Lees, Charles. (1999) “The Red-Green Model, the Neue Mitte and Europeanisation: Conflicting Trends within German Social Democracy”. In: UNSPECIFIED, Pittsburgh, PA. (Unpublished)
Abstract
A crucial factor in the shaping of [the] Social Democratic-led project is the acknowledgment (in the case of the Greens)-and domestic political management of-the process of ‘Europeanisation.’ For the purposes of this paper, Robert Ladrech’s definition of Europeanisation as ‘an incremental process reorienting the direction and shape of politics to the degree that EC political and economic dynamics become part of the organisational logic of national politics and policy making’ (1994: 70) provides a satisfactory starting point. Europeanisation in this sense is both an independent and dependent variable. It acts as an exogenous factor within the domestic politics and policy making ‘arena,’ yet its institutional essence is constantly re-constituted-and its parameters redefined-by the process of national preference formation and subsequent interstate bargaining (Moravcsik 1994, 1999).
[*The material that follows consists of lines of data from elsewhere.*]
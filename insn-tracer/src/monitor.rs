//! Stop-point monitor
//!
//! Watches the return address captured when tracing starts. Reaching it means
//! the traced function returned, so the session should stop.

use crate::control::BreakpointObserver;
use crate::signal::StopLatch;
use std::sync::Arc;

#[derive(Debug, Clone)]
pub struct StopPointMonitor {
    boundary: u64,
    latch: Arc<StopLatch>,
}

impl StopPointMonitor {
    pub fn new(boundary: u64, latch: Arc<StopLatch>) -> Self {
        Self { boundary, latch }
    }

    pub fn boundary(&self) -> u64 {
        self.boundary
    }

    pub fn location_spec(&self) -> String {
        format!("*{:#x}", self.boundary)
    }
}

impl BreakpointObserver for StopPointMonitor {
    fn hit(&self) -> bool {
        if self.latch.raise(format!("breakpoint {} has been reached", self.location_spec())) {
            tracing::debug!("Stop boundary {:#x} reached", self.boundary);
        }
        // The trace loop decides whether to keep stepping
        false
    }
}

#[cfg(test)]
mod tests {
    use super::*;

    #[test]
    fn test_hit_raises_latch_without_pausing() {
        let latch = Arc::new(StopLatch::new());
        let monitor = StopPointMonitor::new(0x401150, latch.clone());

        assert!(!latch.is_raised());
        assert!(!monitor.hit());
        assert!(latch.is_raised());
        assert_eq!(latch.reason(), Some("breakpoint *0x401150 has been reached"));

        // Hitting again keeps the first reason
        assert!(!monitor.hit());
        assert_eq!(latch.reason(), Some("breakpoint *0x401150 has been reached"));
    }
}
In other words, a duality exists between the two functions. This paper focuses on this duality as it impacts upon, first, German statecraft and policy processes and, second, German party politics and policy preferences. The division between statecraft and party politics (and of course policy processes and preferences) is somewhat arbitrary, but serves to illustrate two temporal frameworks with their own utility flows. The former involves a ‘long game’ that transcends-or at least lasts longer than-the shorter and more volatile game of party politics and coalition management.